Brand equity is a set of assets or liabilities in the form of brand visibility, brand associations and customer loyalty that add or subtract from value of a current or potential product or service driven by the brand. To elaborate:
Brand visibility means that the brand has awareness and credibility with respect to a particular customer need—it is relevant. If a customer is searching for a buying option and the brand does not come to mind, or if there is some reason that the brand is perceived to be unable to deliver adequately, the brand will not be relevant and not be considered.
Brand associations involve anything that created a positive or negative relationship with or feelings toward the brand. It can be based on functional benefits but also a brand personality, organizational values, self-expressive benefits, emotional benefits or social benefits.
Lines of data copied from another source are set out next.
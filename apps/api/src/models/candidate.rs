use chrono::{DateTime, Utc};
use serde::{Deserialize, Serialize};
use uuid::Uuid;

/// Default generation model used when none has been selected in Settings.
pub const DEFAULT_MODEL: &str = "gemini-2.5-flash";

/// Screening status of a candidate. Derived exactly once from the model's
/// recommendation when the candidate is created, never recomputed.
#[derive(Debug, Clone, Copy, PartialEq, Eq, Serialize, Deserialize)]
pub enum CandidateStatus {
    Pending,
    Shortlisted,
    Rejected,
}

/// The model's categorical verdict. Single source of truth for
/// `CandidateStatus` — no score threshold is applied on top of it.
#[derive(Debug, Clone, Copy, PartialEq, Eq, Serialize, Deserialize)]
pub enum Recommendation {
    Shortlist,
    Reject,
    Review,
}

impl Recommendation {
    pub fn into_status(self) -> CandidateStatus {
        match self {
            Recommendation::Shortlist => CandidateStatus::Shortlisted,
            Recommendation::Reject => CandidateStatus::Rejected,
            Recommendation::Review => CandidateStatus::Pending,
        }
    }
}

/// One evaluated applicant record. Immutable after creation; the store only
/// ever appends, there is no update or delete path.
#[derive(Debug, Clone, Serialize, Deserialize)]
pub struct Candidate {
    pub id: Uuid,
    pub name: String,
    pub email: String,
    pub role: String,
    pub resume_text: String,
    pub job_description: String,
    pub score: f64,
    pub status: CandidateStatus,
    pub analysis: String,
    pub skills: Vec<String>,
    pub created_at: DateTime<Utc>,
}

impl Candidate {
    /// Builds a candidate from form input and a completed analysis.
    /// The recommendation is mapped to a status here and nowhere else.
    pub fn from_analysis(
        name: String,
        role: String,
        email: String,
        resume_text: String,
        job_description: String,
        analysis: AnalysisResponse,
    ) -> Self {
        Self {
            id: Uuid::new_v4(),
            name,
            email,
            role,
            resume_text,
            job_description,
            score: analysis.score,
            status: analysis.recommendation.into_status(),
            analysis: analysis.reasoning,
            skills: analysis.key_skills,
            created_at: Utc::now(),
        }
    }
}

/// Session configuration. An empty `api_key` means "unconfigured" — nothing
/// validates the key until the next Gemini call is made with it.
#[derive(Debug, Clone, Serialize, Deserialize)]
pub struct Settings {
    pub api_key: String,
    pub model: String,
}

/// One entry of the provider's model catalog, with the `models/` namespace
/// prefix already stripped from `name`.
#[derive(Debug, Clone, Serialize, Deserialize)]
pub struct ModelOption {
    pub name: String,
    pub display_name: String,
    pub version: String,
    pub description: String,
}

/// The structured result the model is asked to produce for one resume/JD
/// pair. Consumed once to construct a `Candidate`, then discarded.
#[derive(Debug, Clone, Serialize, Deserialize)]
pub struct AnalysisResponse {
    pub score: f64,
    pub reasoning: String,
    pub key_skills: Vec<String>,
    pub recommendation: Recommendation,
}

#[cfg(test)]
mod tests {
    use super::*;

    #[test]
    fn test_recommendation_status_mapping() {
        assert_eq!(
            Recommendation::Shortlist.into_status(),
            CandidateStatus::Shortlisted
        );
        assert_eq!(Recommendation::Reject.into_status(), CandidateStatus::Rejected);
        assert_eq!(Recommendation::Review.into_status(), CandidateStatus::Pending);
    }

    #[test]
    fn test_status_mapping_ignores_score() {
        // A low score with a Shortlist verdict still shortlists; the
        // recommendation is the only classifier.
        for score in [5.0, 50.0, 95.0] {
            let analysis = AnalysisResponse {
                score,
                reasoning: "verdict over score".to_string(),
                key_skills: vec![],
                recommendation: Recommendation::Shortlist,
            };
            let candidate = Candidate::from_analysis(
                "Jane Doe".to_string(),
                "Backend Developer".to_string(),
                "jane@example.com".to_string(),
                "resume".to_string(),
                "jd".to_string(),
                analysis,
            );
            assert_eq!(candidate.status, CandidateStatus::Shortlisted);
            assert_eq!(candidate.score, score);
        }
    }

    #[test]
    fn test_recommendation_serde_literals() {
        let rec: Recommendation = serde_json::from_str(r#""Shortlist""#).unwrap();
        assert_eq!(rec, Recommendation::Shortlist);
        let rec: Recommendation = serde_json::from_str(r#""Reject""#).unwrap();
        assert_eq!(rec, Recommendation::Reject);
        let rec: Recommendation = serde_json::from_str(r#""Review""#).unwrap();
        assert_eq!(rec, Recommendation::Review);

        assert!(serde_json::from_str::<Recommendation>(r#""Maybe""#).is_err());
    }

    #[test]
    fn test_analysis_response_requires_all_fields() {
        // Missing `recommendation` must fail deserialization, not default.
        let json = r#"{"score": 70, "reasoning": "ok", "key_skills": []}"#;
        assert!(serde_json::from_str::<AnalysisResponse>(json).is_err());
    }

    #[test]
    fn test_from_analysis_carries_fields_through() {
        let analysis = AnalysisResponse {
            score: 88.0,
            reasoning: "Strong skills overlap".to_string(),
            key_skills: vec!["React".to_string(), "AWS".to_string()],
            recommendation: Recommendation::Shortlist,
        };
        let candidate = Candidate::from_analysis(
            "Sam Baker".to_string(),
            "Frontend Engineer".to_string(),
            "manual.entry@example.com".to_string(),
            "5 years React, Node.js, AWS".to_string(),
            "Seeking Frontend Engineer with React and AWS experience".to_string(),
            analysis,
        );
        assert_eq!(candidate.score, 88.0);
        assert_eq!(candidate.status, CandidateStatus::Shortlisted);
        assert_eq!(candidate.skills, vec!["React", "AWS"]);
        assert_eq!(candidate.analysis, "Strong skills overlap");
    }
}
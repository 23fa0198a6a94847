#![allow(dead_code)]

use axum::{
    http::StatusCode,
    response::{IntoResponse, Response},
    Json,
};
use serde_json::json;
use thiserror::Error;

use crate::gemini::GeminiError;

/// Application-level error type.
/// Implements `IntoResponse` so Axum handlers can return `Result<T, AppError>`.
///
/// Errors are terminal per request and never fatal to the session: a failed
/// analysis leaves the store untouched and the caller free to resubmit.
#[derive(Debug, Error)]
pub enum AppError {
    #[error("Validation error: {0}")]
    Validation(String),

    #[error("No API key configured")]
    MissingApiKey,

    #[error("Request superseded by a newer one")]
    Superseded,

    #[error("Gemini error: {0}")]
    Gemini(#[from] GeminiError),

    #[error("Internal server error: {0}")]
    Internal(#[from] anyhow::Error),
}

impl IntoResponse for AppError {
    fn into_response(self) -> Response {
        let (status, code, message) = match &self {
            AppError::Validation(msg) => (StatusCode::BAD_REQUEST, "VALIDATION_ERROR", msg.clone()),
            AppError::MissingApiKey => (
                StatusCode::PRECONDITION_FAILED,
                "MISSING_API_KEY",
                "Please configure your API Key in Settings first.".to_string(),
            ),
            AppError::Superseded => (
                StatusCode::CONFLICT,
                "REQUEST_SUPERSEDED",
                "A newer request was issued; this result was discarded.".to_string(),
            ),
            AppError::Gemini(e) => {
                tracing::error!("Gemini error: {e}");
                match e {
                    GeminiError::Http(_) => (
                        StatusCode::BAD_GATEWAY,
                        "NETWORK_ERROR",
                        "Could not reach the AI provider.".to_string(),
                    ),
                    GeminiError::Api { .. } => (
                        StatusCode::BAD_GATEWAY,
                        "UPSTREAM_ERROR",
                        "The AI provider rejected the request. Verify your API Key.".to_string(),
                    ),
                    GeminiError::EmptyResponse
                    | GeminiError::Parse(_)
                    | GeminiError::Schema(_) => (
                        StatusCode::BAD_GATEWAY,
                        "ANALYSIS_ERROR",
                        "Analysis failed. Please try again.".to_string(),
                    ),
                }
            }
            AppError::Internal(e) => {
                tracing::error!("Internal error: {e:?}");
                (
                    StatusCode::INTERNAL_SERVER_ERROR,
                    "INTERNAL_ERROR",
                    "An internal server error occurred".to_string(),
                )
            }
        };

        let body = Json(json!({
            "error": {
                "code": code,
                "message": message
            }
        }));

        (status, body).into_response()
    }
}
pub mod candidate;
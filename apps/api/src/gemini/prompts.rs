// Prompt constants for the resume analysis call. The Gemini client is the
// only consumer; handlers never build prompts themselves.

/// Evaluator persona sent as the system instruction on every analysis call.
pub const SYSTEM_INSTRUCTION: &str = "\
You are an expert HR Technical Recruiter and Resume Scanner. \
Your task is to analyze a candidate's resume text against a specific job description. \
You must objectively evaluate the match based on skills, experience, and keywords. \
Return a JSON object with a score (0-100), a concise reasoning string, a list of \
identified key skills, and a recommendation (Shortlist, Reject, or Review).";

/// User prompt carrying the job description and resume verbatim. No length
/// cap is enforced here; overlong input is the provider's to reject.
pub fn build_analysis_prompt(job_description: &str, resume_text: &str) -> String {
    format!(
        "Please analyze the following Resume against the Job Description.\n\n\
         JOB DESCRIPTION:\n{job_description}\n\n\
         RESUME CONTENT:\n{resume_text}\n"
    )
}
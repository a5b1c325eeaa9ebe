//! Column type inference from a preview of raw values.

use std::collections::BTreeSet;

use crate::enums::ColumnType;

/// Share of non-blank values that must agree for a uniform type.
const UNIFORM_RATIO_MIN: f64 = 0.9;
/// Share of numeric values above which a column counts as mixed-numeric.
const MIXED_NUMERIC_RATIO_MIN: f64 = 0.5;
/// Unique-to-total ratio at or below which text is categorical.
const CATEGORICAL_UNIQUE_RATIO_MAX: f64 = 0.5;
/// Minimum number of values before cardinality is trusted.
const CATEGORICAL_MIN_VALUES: usize = 4;

impl ColumnType {
    /// Classifies a column from its sample values.
    ///
    /// Blank values are ignored. A column is numeric when more than 90% of
    /// the remaining values parse as numbers, and time or date when more than
    /// 90% look like clock times or calendar dates.
    pub fn infer<S: AsRef<str>>(samples: &[S]) -> ColumnType {
        let values: Vec<&str> = samples
            .iter()
            .map(|s| s.as_ref().trim())
            .filter(|s| !s.is_empty())
            .collect();
        if values.is_empty() {
            return ColumnType::Empty;
        }

        let total = values.len() as f64;
        let ratio =
            |pred: fn(&str) -> bool| values.iter().copied().filter(|v| pred(v)).count() as f64 / total;

        let numeric = ratio(is_numeric);
        if numeric > UNIFORM_RATIO_MIN {
            return ColumnType::Numeric;
        }
        if ratio(is_time_like) > UNIFORM_RATIO_MIN {
            return ColumnType::Time;
        }
        if ratio(is_date_like) > UNIFORM_RATIO_MIN {
            return ColumnType::Date;
        }
        if numeric >= MIXED_NUMERIC_RATIO_MIN {
            return ColumnType::MixedNumeric;
        }

        let unique: BTreeSet<String> = values.iter().map(|v| v.to_lowercase()).collect();
        if values.len() >= CATEGORICAL_MIN_VALUES
            && unique.len() as f64 / total <= CATEGORICAL_UNIQUE_RATIO_MAX
        {
            return ColumnType::Categorical;
        }
        ColumnType::Text
    }
}

fn is_numeric(value: &str) -> bool {
    value.replace(',', "").parse::<f64>().is_ok()
}

/// `m:ss`, `h:mm:ss` with optional fractional seconds.
fn is_time_like(value: &str) -> bool {
    let parts: Vec<&str> = value.split(':').collect();
    if !(2..=3).contains(&parts.len()) {
        return false;
    }
    let Some((last, leading)) = parts.split_last() else {
        return false;
    };
    let leading_ok = leading
        .iter()
        .all(|p| !p.is_empty() && p.len() <= 2 && p.chars().all(|c| c.is_ascii_digit()));
    let (whole, fraction) = last.split_once('.').unwrap_or((*last, "0"));
    leading_ok
        && whole.len() == 2
        && whole.chars().all(|c| c.is_ascii_digit())
        && !fraction.is_empty()
        && fraction.chars().all(|c| c.is_ascii_digit())
}

/// Three numeric parts separated by `-`, `/` or `.`, one of them a year.
fn is_date_like(value: &str) -> bool {
    let date = value.split(['T', ' ']).next().unwrap_or(value);
    let parts: Vec<&str> = date.split(['-', '/', '.']).collect();
    parts.len() == 3
        && parts
            .iter()
            .all(|p| !p.is_empty() && p.len() <= 4 && p.chars().all(|c| c.is_ascii_digit()))
        && parts.iter().any(|p| p.len() == 4)
}

#[cfg(test)]
mod tests {
    use super::*;

    #[test]
    fn blank_preview_is_empty() {
        assert_eq!(ColumnType::infer(&["", "  "]), ColumnType::Empty);
        assert_eq!(ColumnType::infer::<&str>(&[]), ColumnType::Empty);
    }

    #[test]
    fn detects_numbers_and_mixed_numbers() {
        assert_eq!(ColumnType::infer(&["1", "2", "3.5", "1,200"]), ColumnType::Numeric);
        assert_eq!(
            ColumnType::infer(&["1", "2", "DNF", "4"]),
            ColumnType::MixedNumeric
        );
    }

    #[test]
    fn detects_times_and_dates() {
        assert_eq!(
            ColumnType::infer(&["1:02.33", "0:59.10", "1:00:01"]),
            ColumnType::Time
        );
        assert_eq!(
            ColumnType::infer(&["2024-03-01", "01/02/2023", "2022-12-31T10:00"]),
            ColumnType::Date
        );
    }

    #[test]
    fn low_cardinality_text_is_categorical() {
        assert_eq!(
            ColumnType::infer(&["F", "M", "F", "M", "F"]),
            ColumnType::Categorical
        );
        assert_eq!(
            ColumnType::infer(&["Ann", "Bob", "Cid", "Dee"]),
            ColumnType::Text
        );
    }
}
Customer’s loyalty provides a flow of business for current and potential products from customers that believe in the value of the brand’s offerings and will not spend time evaluating options with lower prices. The inclusion of loyalty in the conceptualization of brand equity allows marketers to justify giving loyalty priority in the brand building budget.
Short-Run Brand Value
The value of a brand represents its impact on the short-run and long-run flow of profits that it can generate. With respect to short-term profitability, the problem is that programs that are very good at driving short-run products, like price promotions, can damage brands. That tendency can be mitigated by looking at the ways that a brand can help drive short-run financial performance:
- Reduced Marketing Costs
- Trade Leverage
- Attracting New Customers via Awareness & Reassurance
- Time to Respond to Competitive Threats
- Anchor to Which Other Associations Can Be Attached
- Familiarity Which Leads to Liking
- Visibility That Helps Gain Consideration
- Signal of Substance/Commitment
- Helps Communicate Information
- Create Positive Attitude/Feelings
- Basis for Extensions
Long-Run Brand Value
One of the ongoing challenges of brand equity proponents is to demonstrate that there is long-term value in creating brand equity. The basic problems are that brand is only one driver of profits, completive actions intervene, and strategic decisions cannot wait for years. There are, however, some perspectives that can be employed to understand and measure the long-term value of brand equity:
Brand Value Approach #1
One approach is to estimate the brand’s role in a business. The value of a business in a product-market such as the Ford Fiesta in the UK market is estimated based on discounting future earnings. The tangible and intangible assets are identified and the relative role of the brand is subjectively estimated by a group of knowledgeable people, taking into account the business model and any information about the brand in terms of its relative visibility, associations and customer loyalty. The value of the brand is then aggregated over products and markets countries to determine a value for brand. It can range from 10 percent for B2B brands to over 60 percent for brands like Jack Daniel’s or Coca-Cola.
Brand Value Approach #2
A second approach is to observe that, on average, investments in brand equity increase stock return, the ultimate measure of a long-term return on assets. Evidence comes from a series of studies I conducted with Professor Robert Jacobson of the University of Washington, using time series data which included information on accounting-based return-on-investment (ROI) and models that sorted out the direction of causation. The consistent finding was that the impact of increasing brand equity on stock return was nearly as great as that of an ROI change, about 70 percent as much. In contrast, advertising, also tested, had no impact on stock return except that which was captured by brand equity.
Brand Value Approach #3
A third approach is to look at case studies of brands that have created enormous value. Consider, for example, the power of the Apple personality and innovation reputation, BMW’s self-expressive benefits connected to the “ultimate driving machine,” and the ability of Whole Foods Market brand to define an entire subcategory. Or the fact that from 1989 to 1997 two cars were made in the same plant using the same design and materials and marketing under two brand names, Toyota Corolla and Chevrolet (GEO) Prism. The Corolla brand was priced 10% higher, had less depreciation over time, and had sales many times more that the Prizm. And consumers and experts both gave it higher ratings. The same car! Only the brand was different.
Brand Value Approach #4
A fourth approach is to consider the conceptual model surrounding a business strategy. What is the business strategy? What is the strategic role of the brand in supporting that strategy? How critical is it? Is price competition the alternative to creating and leveraging brand equity? What impact will that have on profit streams going forward? Management guru Tom Peters said it well:
In an increasingly crowded marketplace, fools will compete on price. Winners will find a way to create lasting value in the customer’s mind.
Brand equity continues to be a driver of much of marketing, indeed business strategy. For it to work, it needs to be understood conceptually and operationally. And it is important that it be tied to brand value in credible ways.